Start of Data extracts

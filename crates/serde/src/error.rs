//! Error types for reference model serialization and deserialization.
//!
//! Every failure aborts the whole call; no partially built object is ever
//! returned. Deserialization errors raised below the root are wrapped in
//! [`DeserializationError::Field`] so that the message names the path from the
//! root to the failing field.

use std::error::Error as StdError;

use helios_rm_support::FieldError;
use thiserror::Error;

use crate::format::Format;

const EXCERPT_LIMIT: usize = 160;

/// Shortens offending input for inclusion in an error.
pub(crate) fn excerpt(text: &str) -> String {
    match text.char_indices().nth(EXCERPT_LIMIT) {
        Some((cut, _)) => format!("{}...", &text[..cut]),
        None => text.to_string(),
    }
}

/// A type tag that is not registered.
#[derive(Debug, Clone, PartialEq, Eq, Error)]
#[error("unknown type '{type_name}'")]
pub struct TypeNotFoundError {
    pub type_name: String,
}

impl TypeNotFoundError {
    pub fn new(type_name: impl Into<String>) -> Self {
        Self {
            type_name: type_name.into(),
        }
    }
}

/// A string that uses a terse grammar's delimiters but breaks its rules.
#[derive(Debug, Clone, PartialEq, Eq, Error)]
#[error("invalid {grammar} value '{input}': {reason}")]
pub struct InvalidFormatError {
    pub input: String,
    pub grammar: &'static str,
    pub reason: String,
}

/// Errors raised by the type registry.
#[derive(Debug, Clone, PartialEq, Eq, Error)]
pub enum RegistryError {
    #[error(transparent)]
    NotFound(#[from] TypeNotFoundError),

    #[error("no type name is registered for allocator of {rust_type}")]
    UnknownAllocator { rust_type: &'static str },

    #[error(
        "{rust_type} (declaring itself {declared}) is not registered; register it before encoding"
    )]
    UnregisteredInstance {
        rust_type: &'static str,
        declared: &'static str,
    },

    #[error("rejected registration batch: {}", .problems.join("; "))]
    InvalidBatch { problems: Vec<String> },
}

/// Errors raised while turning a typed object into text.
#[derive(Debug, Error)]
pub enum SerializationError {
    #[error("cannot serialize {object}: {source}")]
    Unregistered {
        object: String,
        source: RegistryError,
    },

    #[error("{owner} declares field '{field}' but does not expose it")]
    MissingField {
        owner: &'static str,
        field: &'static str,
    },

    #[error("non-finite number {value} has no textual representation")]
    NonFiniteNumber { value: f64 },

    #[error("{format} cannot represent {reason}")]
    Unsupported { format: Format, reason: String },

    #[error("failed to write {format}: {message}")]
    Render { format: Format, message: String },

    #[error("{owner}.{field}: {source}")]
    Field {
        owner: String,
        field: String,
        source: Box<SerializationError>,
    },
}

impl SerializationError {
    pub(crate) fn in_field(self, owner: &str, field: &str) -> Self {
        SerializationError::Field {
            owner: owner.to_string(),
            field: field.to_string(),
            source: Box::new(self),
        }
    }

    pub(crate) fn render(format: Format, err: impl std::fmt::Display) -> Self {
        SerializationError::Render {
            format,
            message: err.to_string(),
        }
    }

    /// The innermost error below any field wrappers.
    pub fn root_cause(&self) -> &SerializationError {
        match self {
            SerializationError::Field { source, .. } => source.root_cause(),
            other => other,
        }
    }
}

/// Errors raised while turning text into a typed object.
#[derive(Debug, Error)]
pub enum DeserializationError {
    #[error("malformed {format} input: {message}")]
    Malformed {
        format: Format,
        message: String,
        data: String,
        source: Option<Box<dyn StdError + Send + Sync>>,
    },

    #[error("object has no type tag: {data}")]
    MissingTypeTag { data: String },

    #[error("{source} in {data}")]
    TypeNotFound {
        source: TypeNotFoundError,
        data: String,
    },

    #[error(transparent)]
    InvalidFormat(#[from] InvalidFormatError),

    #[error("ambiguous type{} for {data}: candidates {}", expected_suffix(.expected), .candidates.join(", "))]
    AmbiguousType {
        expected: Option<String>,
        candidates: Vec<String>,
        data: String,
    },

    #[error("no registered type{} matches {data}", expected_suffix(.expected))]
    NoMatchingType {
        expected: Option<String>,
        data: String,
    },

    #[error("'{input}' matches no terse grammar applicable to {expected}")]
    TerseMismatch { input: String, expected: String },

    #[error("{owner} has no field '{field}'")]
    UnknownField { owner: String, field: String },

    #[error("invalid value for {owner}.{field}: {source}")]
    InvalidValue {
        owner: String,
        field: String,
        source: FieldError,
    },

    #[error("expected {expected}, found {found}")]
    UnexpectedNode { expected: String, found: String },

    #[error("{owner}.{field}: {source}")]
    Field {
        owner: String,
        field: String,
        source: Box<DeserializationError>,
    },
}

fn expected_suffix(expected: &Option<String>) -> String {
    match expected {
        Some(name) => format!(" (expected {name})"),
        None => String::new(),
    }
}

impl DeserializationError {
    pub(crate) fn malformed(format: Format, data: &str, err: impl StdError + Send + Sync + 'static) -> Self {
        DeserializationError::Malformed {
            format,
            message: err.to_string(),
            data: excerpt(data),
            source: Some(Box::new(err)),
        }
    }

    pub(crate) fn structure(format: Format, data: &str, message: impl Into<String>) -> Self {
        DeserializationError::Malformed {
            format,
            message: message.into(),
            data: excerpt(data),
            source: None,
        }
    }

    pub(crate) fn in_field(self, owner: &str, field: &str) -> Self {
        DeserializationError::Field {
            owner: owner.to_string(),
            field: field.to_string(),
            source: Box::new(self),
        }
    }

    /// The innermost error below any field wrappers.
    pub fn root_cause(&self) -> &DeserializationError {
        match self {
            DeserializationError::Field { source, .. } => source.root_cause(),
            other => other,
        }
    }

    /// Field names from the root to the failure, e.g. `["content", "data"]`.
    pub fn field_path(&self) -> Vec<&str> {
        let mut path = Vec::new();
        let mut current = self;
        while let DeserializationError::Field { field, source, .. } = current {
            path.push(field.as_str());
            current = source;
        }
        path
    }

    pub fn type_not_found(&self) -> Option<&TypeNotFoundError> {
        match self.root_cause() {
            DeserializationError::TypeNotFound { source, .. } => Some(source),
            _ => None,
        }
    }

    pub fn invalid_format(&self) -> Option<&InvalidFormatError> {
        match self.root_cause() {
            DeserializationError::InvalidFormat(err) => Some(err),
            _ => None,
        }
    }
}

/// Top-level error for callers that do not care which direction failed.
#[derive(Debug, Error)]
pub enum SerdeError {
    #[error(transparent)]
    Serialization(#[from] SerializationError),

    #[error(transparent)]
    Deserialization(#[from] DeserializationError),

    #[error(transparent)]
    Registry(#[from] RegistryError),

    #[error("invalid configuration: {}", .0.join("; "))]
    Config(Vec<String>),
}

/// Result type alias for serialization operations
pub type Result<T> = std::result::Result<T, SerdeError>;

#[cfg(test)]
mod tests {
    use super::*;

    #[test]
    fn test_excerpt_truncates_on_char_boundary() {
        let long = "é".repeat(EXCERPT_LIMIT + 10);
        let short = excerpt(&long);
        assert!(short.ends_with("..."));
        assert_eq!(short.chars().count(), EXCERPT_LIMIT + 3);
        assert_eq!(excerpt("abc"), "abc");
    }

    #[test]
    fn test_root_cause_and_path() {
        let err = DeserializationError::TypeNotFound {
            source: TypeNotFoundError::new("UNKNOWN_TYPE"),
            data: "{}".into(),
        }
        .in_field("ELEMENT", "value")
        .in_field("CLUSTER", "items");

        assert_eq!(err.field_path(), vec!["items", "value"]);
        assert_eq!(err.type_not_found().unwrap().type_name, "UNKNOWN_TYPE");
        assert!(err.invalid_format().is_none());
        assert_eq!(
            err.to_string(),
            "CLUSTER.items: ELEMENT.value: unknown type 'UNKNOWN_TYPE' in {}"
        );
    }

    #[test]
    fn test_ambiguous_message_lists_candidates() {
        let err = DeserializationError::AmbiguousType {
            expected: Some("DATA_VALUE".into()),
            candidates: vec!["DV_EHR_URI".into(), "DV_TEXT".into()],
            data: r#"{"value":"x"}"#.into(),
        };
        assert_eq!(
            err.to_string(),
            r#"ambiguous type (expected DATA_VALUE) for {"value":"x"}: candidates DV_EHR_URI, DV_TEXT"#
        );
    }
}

End of Data extracts

*About this exercise*. How many lines in the entries above hold the word "Option"? Reply with the number by itself.

*Written response*. 6